Сейчас там во всем москалей винят. Но грабили-то, в основном, свои же сельчане и брали не только еду, но и вещи – все, что приглянется. С папы моего, семилетнего ребенка, безрукавку сняли. Только ведь Бог поругаем не бывает! Хоть и лебеду, и кору ели, но всей семьей выжили, а из грабителей и их детей никого не осталось. Папа не любит об этом вспоминать. Как-то на мои настойчивые расспросы ответил:
– Тогда многие поумирали. Утром встанешь, выбежишь на улицу, а на дороге – трупы лежат. Через наше село много людей шло в город, надеялись там спастись. Как-то раз утром проснулись, а у нас сквозь штакетник рука торчит, как будто просит что-то, а человек уже мертвый. Людей ели. Не хочу помнить об этом…
Но нельзя лишить памяти голодавшую плоть, эта память навсегда укореняется в подсознании и становится частью души. Еще мальчишкой я замечал, что папа всегда предлагал гостям покушать, кто бы ни пришел к нам в дом.
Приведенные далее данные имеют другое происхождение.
use crate::reconciler::{CanonicalView, ConnectionState};
use chrono::{DateTime, Local, Utc};
use vigil_core::{Alert, DetectionCounts, ObjectType, StreamFrame};

#[derive(Debug, Clone, Copy, PartialEq, Eq)]
pub enum FrameView<'a> {
    NoStream,
    Live(&'a StreamFrame),
}

impl FrameView<'_> {
    pub fn is_live(&self) -> bool {
        matches!(self, FrameView::Live(_))
    }
}

#[derive(Debug, Clone, Copy, PartialEq, Eq)]
pub enum ConnectionIndicator {
    Connecting,
    Connected,
    Disconnected,
}

impl ConnectionIndicator {
    pub fn is_connected(self) -> bool {
        self == ConnectionIndicator::Connected
    }

    pub fn label(self) -> &'static str {
        match self {
            ConnectionIndicator::Connecting => "Connecting",
            ConnectionIndicator::Connected => "Connected",
            ConnectionIndicator::Disconnected => "Disconnected",
        }
    }
}

impl From<ConnectionState> for ConnectionIndicator {
    fn from(state: ConnectionState) -> Self {
        match state {
            ConnectionState::Connecting => ConnectionIndicator::Connecting,
            ConnectionState::Connected => ConnectionIndicator::Connected,
            ConnectionState::Disconnected => ConnectionIndicator::Disconnected,
        }
    }
}

#[derive(Debug, Clone, PartialEq, Eq)]
pub struct CounterRow {
    pub object_type: ObjectType,
    pub label: &'static str,
    pub count: u32,
}

#[derive(Debug, Clone, PartialEq, Eq)]
pub struct AlertRow {
    pub rule_name: String,
    pub object_type: ObjectType,
    pub count: u32,
    pub summary: String,
    pub timestamp: DateTime<Utc>,
}

impl AlertRow {
    fn from_alert(alert: &Alert) -> Self {
        Self {
            rule_name: alert.rule_name.clone(),
            object_type: alert.object_type,
            count: alert.count,
            summary: alert.summary(),
            timestamp: alert.timestamp,
        }
    }

    pub fn local_time(&self) -> String {
        self.timestamp
            .with_timezone(&Local)
            .format("%H:%M:%S")
            .to_string()
    }
}

/// Render-ready snapshot. Borrows the frame from the canonical view, so it can
/// only live as long as the read that produced it.
#[derive(Debug, Clone, PartialEq, Eq)]
pub struct DashboardView<'a> {
    pub frame: FrameView<'a>,
    pub counts: DetectionCounts,
    pub alerts: Vec<AlertRow>,
    pub connection: ConnectionIndicator,
    pub status_note: Option<String>,
}

impl DashboardView<'_> {
    pub fn counters(&self) -> [CounterRow; 3] {
        ObjectType::ALL.map(|object_type| CounterRow {
            object_type,
            label: counter_label(object_type),
            count: self.counts.get(object_type),
        })
    }
}

pub fn project(view: &CanonicalView) -> DashboardView<'_> {
    let frame = match view.frame.as_ref() {
        Some(frame) => FrameView::Live(frame),
        None => FrameView::NoStream,
    };
    let status_note = match view.connection {
        ConnectionState::Disconnected => Some(format!(
            "stream disconnected: {}",
            view.disconnect_reason.as_deref().unwrap_or("unknown reason")
        )),
        ConnectionState::Connecting => Some("connecting to stream".to_string()),
        ConnectionState::Connected => None,
    };
    DashboardView {
        frame,
        counts: view.counts,
        alerts: view.history.iter().map(AlertRow::from_alert).collect(),
        connection: view.connection.into(),
        status_note,
    }
}

fn counter_label(object_type: ObjectType) -> &'static str {
    match object_type {
        ObjectType::Person => "Persons",
        ObjectType::Animal => "Animals",
        ObjectType::Vehicle => "Vehicles",
    }
}

#[cfg(test)]
mod tests {
    use super::*;
    use crate::event::{ChannelEvent, ChannelId, DashboardEvent, PollEvent};
    use crate::reconciler::StateReconciler;
    use chrono::TimeZone;

    #[test]
    fn empty_view_has_zero_counters_and_no_stream() {
        let reconciler = StateReconciler::new();
        let view = project(reconciler.view());
        assert_eq!(view.frame, FrameView::NoStream);
        assert!(view
            .counters()
            .iter()
            .all(|row| row.count == 0));
        assert!(view.alerts.is_empty());
        assert!(!view.connection.is_connected());
    }

    #[test]
    fn polled_counts_are_reported_exactly() {
        let mut reconciler = StateReconciler::new();
        reconciler.attach_channel(ChannelId(1));
        reconciler.apply(DashboardEvent::channel(
            ChannelId(1),
            ChannelEvent::Frame {
                frame: StreamFrame::new("img".to_string(), Utc::now()),
                counts: DetectionCounts::new(9, 9, 9),
            },
        ));
        reconciler.apply(DashboardEvent::Poll(PollEvent::Counts(DetectionCounts::new(
            3, 0, 1,
        ))));

        let counters = project(reconciler.view()).counters();
        let values: Vec<(&str, u32)> = counters.iter().map(|row| (row.label, row.count)).collect();
        assert_eq!(values, vec![("Persons", 3), ("Animals", 0), ("Vehicles", 1)]);
    }

    #[test]
    fn pushed_frame_shows_frame_and_counts_from_the_same_event() {
        let mut reconciler = StateReconciler::new();
        reconciler.attach_channel(ChannelId(1));
        reconciler.apply(DashboardEvent::channel(ChannelId(1), ChannelEvent::Opened));
        reconciler.apply(DashboardEvent::channel(
            ChannelId(1),
            ChannelEvent::Frame {
                frame: StreamFrame::new("jpeg-bytes".to_string(), Utc::now()),
                counts: DetectionCounts::new(2, 1, 0),
            },
        ));

        let view = project(reconciler.view());
        match view.frame {
            FrameView::Live(frame) => assert_eq!(frame.data, "jpeg-bytes"),
            FrameView::NoStream => panic!("expected a live frame"),
        }
        assert_eq!(view.counts, DetectionCounts::new(2, 1, 0));
        assert!(view.connection.is_connected());
        assert_eq!(view.status_note, None);
    }

    #[test]
    fn alert_rows_follow_history_order() {
        let mut reconciler = StateReconciler::new();
        let at = |secs: i64| Utc.timestamp_opt(1_772_000_000 + secs, 0).single().expect("ts");
        reconciler.apply(DashboardEvent::Poll(PollEvent::Alerts(vec![
            Alert {
                rule_name: "Back door".to_string(),
                object_type: ObjectType::Person,
                count: 2,
                timestamp: at(20),
                message: None,
            },
            Alert {
                rule_name: "Driveway".to_string(),
                object_type: ObjectType::Vehicle,
                count: 1,
                timestamp: at(10),
                message: None,
            },
        ])));

        let view = project(reconciler.view());
        let rows: Vec<(&str, &str)> = view
            .alerts
            .iter()
            .map(|row| (row.rule_name.as_str(), row.summary.as_str()))
            .collect();
        assert_eq!(
            rows,
            vec![
                ("Back door", "Person: 2 detected"),
                ("Driveway", "Vehicle: 1 detected")
            ]
        );
        assert_eq!(view.alerts[0].local_time().len(), 8);
    }

    #[test]
    fn disconnect_reason_surfaces_as_status_note() {
        let mut reconciler = StateReconciler::new();
        reconciler.attach_channel(ChannelId(4));
        reconciler.apply(DashboardEvent::channel(
            ChannelId(4),
            ChannelEvent::Error("connection refused".to_string()),
        ));
        let view = project(reconciler.view());
        assert_eq!(view.connection, ConnectionIndicator::Disconnected);
        assert_eq!(
            view.status_note.as_deref(),
            Some("stream disconnected: connection refused")
        );
    }
}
Как-то в одной деревне купили мы четверть свиной туши, – тогда с мясом трудно было. Набили морозилку, что-то засолили, а какую-то часть нужно было использовать немедленно. Мама тогда нажарила целое ведро котлет. Долго мы их ели, я уже смотреть на них не мог. Говорю маме:
– Не хочу я их есть, надоели мне эти котлеты!
Папа услышал мои слова и повторил фразу. Не передразнил меня, а именно повторил, для того, наверное, чтобы лучше понять. И выговорил задумчиво:
– Надо же, котлеты могут надоесть…
Ознакомительная версия.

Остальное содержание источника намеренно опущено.